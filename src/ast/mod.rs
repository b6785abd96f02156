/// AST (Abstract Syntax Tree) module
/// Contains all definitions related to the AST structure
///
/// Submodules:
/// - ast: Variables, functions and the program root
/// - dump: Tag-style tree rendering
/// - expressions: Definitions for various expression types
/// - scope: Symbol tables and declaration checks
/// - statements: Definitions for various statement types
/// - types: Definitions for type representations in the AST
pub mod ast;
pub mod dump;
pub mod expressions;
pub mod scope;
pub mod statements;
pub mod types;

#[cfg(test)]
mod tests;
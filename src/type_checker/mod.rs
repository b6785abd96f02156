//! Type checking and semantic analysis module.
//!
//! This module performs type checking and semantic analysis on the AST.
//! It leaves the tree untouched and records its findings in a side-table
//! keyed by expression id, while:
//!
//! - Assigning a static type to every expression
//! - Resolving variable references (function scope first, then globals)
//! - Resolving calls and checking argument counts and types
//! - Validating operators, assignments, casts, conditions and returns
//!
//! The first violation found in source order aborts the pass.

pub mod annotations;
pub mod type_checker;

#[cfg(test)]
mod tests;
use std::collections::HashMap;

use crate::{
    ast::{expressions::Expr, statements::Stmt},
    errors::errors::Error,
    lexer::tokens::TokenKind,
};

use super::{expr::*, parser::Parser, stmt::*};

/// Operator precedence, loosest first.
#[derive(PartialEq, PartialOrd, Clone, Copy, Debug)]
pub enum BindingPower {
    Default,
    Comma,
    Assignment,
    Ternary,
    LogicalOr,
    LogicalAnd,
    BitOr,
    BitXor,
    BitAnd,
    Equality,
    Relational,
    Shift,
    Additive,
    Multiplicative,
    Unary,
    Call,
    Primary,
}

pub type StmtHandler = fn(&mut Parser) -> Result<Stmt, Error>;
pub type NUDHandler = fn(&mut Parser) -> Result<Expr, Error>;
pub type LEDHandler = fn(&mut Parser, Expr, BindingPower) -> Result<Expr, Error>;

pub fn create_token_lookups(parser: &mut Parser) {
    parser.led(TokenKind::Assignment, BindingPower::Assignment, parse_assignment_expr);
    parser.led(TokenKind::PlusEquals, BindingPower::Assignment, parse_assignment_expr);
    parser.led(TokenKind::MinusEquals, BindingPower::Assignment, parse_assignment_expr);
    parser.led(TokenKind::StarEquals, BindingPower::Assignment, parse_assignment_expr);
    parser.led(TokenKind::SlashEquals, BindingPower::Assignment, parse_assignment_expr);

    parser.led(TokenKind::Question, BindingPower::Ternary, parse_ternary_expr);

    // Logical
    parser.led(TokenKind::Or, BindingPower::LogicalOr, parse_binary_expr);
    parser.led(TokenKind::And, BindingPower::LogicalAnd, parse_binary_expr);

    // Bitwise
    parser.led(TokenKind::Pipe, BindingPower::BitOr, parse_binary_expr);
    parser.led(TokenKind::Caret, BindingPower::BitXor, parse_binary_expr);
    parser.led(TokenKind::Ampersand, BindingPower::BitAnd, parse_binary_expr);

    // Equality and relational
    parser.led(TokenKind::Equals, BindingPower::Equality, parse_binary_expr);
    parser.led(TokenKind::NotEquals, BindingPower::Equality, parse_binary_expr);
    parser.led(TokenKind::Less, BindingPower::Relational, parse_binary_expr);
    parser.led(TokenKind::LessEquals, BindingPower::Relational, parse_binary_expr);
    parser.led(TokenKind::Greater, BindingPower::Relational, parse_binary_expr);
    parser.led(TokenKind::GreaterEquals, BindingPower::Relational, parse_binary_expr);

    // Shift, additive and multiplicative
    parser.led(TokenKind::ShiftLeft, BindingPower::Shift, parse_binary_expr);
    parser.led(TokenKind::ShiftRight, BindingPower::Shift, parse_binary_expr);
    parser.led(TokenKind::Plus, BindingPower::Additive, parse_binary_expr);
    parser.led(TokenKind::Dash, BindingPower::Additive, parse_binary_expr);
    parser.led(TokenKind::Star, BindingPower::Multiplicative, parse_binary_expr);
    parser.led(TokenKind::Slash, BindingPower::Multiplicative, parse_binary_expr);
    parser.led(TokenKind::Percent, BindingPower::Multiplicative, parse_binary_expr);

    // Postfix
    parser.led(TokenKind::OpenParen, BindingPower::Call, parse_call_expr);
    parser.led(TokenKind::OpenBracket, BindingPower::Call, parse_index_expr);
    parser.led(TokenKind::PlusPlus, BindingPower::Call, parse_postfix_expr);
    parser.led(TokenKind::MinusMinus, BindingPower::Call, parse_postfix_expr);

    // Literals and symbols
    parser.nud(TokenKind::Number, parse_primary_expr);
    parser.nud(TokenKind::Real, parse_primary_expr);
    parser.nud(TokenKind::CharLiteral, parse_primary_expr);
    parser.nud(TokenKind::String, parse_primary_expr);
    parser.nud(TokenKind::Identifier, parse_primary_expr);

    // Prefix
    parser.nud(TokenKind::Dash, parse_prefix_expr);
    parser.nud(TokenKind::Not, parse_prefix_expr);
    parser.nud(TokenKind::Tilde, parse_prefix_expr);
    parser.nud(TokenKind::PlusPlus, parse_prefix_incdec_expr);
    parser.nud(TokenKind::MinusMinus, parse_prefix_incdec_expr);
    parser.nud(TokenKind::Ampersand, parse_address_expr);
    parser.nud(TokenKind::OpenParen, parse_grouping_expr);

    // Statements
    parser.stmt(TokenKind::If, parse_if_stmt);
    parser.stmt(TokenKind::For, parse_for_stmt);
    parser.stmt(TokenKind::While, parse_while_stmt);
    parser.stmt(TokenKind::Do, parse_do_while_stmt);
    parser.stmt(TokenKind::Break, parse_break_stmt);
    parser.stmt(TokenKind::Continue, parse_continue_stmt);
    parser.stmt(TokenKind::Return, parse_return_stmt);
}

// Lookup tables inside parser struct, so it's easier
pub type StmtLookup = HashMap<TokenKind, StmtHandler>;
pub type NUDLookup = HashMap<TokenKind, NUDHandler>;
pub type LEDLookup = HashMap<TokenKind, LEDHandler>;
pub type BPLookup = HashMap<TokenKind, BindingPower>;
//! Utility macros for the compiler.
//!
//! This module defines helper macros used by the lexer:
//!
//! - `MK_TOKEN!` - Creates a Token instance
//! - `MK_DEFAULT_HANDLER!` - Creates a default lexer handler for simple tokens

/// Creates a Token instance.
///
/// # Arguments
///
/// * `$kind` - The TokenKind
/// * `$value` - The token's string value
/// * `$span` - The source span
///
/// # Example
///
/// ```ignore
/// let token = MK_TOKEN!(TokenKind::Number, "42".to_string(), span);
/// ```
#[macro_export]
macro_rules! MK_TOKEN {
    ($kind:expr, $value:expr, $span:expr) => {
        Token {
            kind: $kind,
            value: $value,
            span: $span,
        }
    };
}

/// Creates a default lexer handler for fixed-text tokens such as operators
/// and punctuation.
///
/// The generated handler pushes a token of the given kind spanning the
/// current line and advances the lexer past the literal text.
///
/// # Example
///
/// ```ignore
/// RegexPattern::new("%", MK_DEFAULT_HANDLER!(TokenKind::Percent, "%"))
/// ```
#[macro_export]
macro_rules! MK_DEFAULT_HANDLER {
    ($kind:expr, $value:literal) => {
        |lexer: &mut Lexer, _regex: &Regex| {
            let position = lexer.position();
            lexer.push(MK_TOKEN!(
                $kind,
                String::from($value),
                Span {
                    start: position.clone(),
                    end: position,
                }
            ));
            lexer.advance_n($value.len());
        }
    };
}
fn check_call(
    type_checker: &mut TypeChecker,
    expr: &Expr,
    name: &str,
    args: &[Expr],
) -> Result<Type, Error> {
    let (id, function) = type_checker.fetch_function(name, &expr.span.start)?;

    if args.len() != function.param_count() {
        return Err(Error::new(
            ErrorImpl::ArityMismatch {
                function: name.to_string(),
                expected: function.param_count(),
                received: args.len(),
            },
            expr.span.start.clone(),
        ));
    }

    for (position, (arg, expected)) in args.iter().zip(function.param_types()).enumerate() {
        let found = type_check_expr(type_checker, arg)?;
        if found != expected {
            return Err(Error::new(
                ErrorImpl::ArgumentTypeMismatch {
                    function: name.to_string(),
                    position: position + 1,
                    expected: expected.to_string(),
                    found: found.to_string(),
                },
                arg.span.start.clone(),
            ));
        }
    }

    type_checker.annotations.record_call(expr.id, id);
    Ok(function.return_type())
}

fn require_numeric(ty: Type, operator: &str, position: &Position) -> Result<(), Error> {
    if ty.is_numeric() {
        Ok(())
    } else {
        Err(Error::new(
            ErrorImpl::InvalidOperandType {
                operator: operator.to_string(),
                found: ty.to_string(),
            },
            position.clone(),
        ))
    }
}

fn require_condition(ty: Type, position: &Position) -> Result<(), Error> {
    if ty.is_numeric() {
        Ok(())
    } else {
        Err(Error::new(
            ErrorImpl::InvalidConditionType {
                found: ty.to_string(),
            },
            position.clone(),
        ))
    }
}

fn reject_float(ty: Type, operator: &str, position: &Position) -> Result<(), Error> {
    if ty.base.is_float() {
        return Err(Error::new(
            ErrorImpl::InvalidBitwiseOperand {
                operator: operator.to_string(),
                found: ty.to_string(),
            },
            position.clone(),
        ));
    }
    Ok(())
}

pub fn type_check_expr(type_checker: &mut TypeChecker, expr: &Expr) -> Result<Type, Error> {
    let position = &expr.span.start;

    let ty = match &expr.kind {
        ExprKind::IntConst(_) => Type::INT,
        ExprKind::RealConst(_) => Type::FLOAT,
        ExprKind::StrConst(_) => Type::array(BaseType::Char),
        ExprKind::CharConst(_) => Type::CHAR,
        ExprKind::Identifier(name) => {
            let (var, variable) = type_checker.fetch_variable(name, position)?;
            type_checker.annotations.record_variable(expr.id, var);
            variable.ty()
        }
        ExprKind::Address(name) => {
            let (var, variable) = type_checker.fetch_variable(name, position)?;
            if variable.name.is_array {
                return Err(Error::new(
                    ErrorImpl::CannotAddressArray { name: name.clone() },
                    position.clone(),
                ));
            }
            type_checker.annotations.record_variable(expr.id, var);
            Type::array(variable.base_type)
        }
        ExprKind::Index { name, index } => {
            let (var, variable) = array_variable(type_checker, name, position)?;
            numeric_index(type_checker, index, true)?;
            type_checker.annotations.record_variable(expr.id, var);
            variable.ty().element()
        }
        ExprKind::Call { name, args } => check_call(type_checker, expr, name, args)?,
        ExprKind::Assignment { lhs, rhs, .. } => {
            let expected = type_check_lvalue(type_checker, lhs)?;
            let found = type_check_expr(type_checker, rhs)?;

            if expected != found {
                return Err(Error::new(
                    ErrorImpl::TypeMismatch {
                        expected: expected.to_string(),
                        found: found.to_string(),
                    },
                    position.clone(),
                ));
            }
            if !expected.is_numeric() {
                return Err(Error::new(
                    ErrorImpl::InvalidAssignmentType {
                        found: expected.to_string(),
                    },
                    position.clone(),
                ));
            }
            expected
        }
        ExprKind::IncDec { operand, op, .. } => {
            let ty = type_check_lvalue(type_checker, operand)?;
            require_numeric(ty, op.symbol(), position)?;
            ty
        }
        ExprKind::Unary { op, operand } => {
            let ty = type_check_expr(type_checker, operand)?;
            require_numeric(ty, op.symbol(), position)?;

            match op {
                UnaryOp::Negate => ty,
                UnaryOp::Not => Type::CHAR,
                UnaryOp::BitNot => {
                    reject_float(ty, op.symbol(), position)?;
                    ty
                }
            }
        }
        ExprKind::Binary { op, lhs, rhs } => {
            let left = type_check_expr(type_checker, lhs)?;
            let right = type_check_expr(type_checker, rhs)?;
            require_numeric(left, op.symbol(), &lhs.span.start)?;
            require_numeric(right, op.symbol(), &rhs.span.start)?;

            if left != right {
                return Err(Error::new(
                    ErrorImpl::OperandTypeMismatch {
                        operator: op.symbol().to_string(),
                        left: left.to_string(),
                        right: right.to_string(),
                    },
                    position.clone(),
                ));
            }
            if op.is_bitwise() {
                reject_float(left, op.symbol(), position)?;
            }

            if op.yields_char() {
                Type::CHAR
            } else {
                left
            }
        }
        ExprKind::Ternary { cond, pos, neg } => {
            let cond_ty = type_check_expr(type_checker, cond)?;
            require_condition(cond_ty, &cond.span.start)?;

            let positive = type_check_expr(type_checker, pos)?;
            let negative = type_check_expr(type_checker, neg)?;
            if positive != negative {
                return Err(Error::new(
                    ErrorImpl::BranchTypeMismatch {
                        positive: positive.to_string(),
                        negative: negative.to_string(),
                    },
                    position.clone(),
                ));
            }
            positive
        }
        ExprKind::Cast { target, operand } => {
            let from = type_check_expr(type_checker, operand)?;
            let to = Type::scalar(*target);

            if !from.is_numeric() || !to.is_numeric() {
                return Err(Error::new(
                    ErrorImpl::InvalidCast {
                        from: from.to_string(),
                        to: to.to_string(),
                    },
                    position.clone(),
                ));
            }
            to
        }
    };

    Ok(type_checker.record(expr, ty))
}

Task: Wherever the word "HashMap" appears in a line of the data above, copy that line.

Exercise result:
use std::collections::HashMap;
pub type StmtLookup = HashMap<TokenKind, StmtHandler>;
pub type NUDLookup = HashMap<TokenKind, NUDHandler>;
pub type LEDLookup = HashMap<TokenKind, LEDHandler>;
pub type BPLookup = HashMap<TokenKind, BindingPower>;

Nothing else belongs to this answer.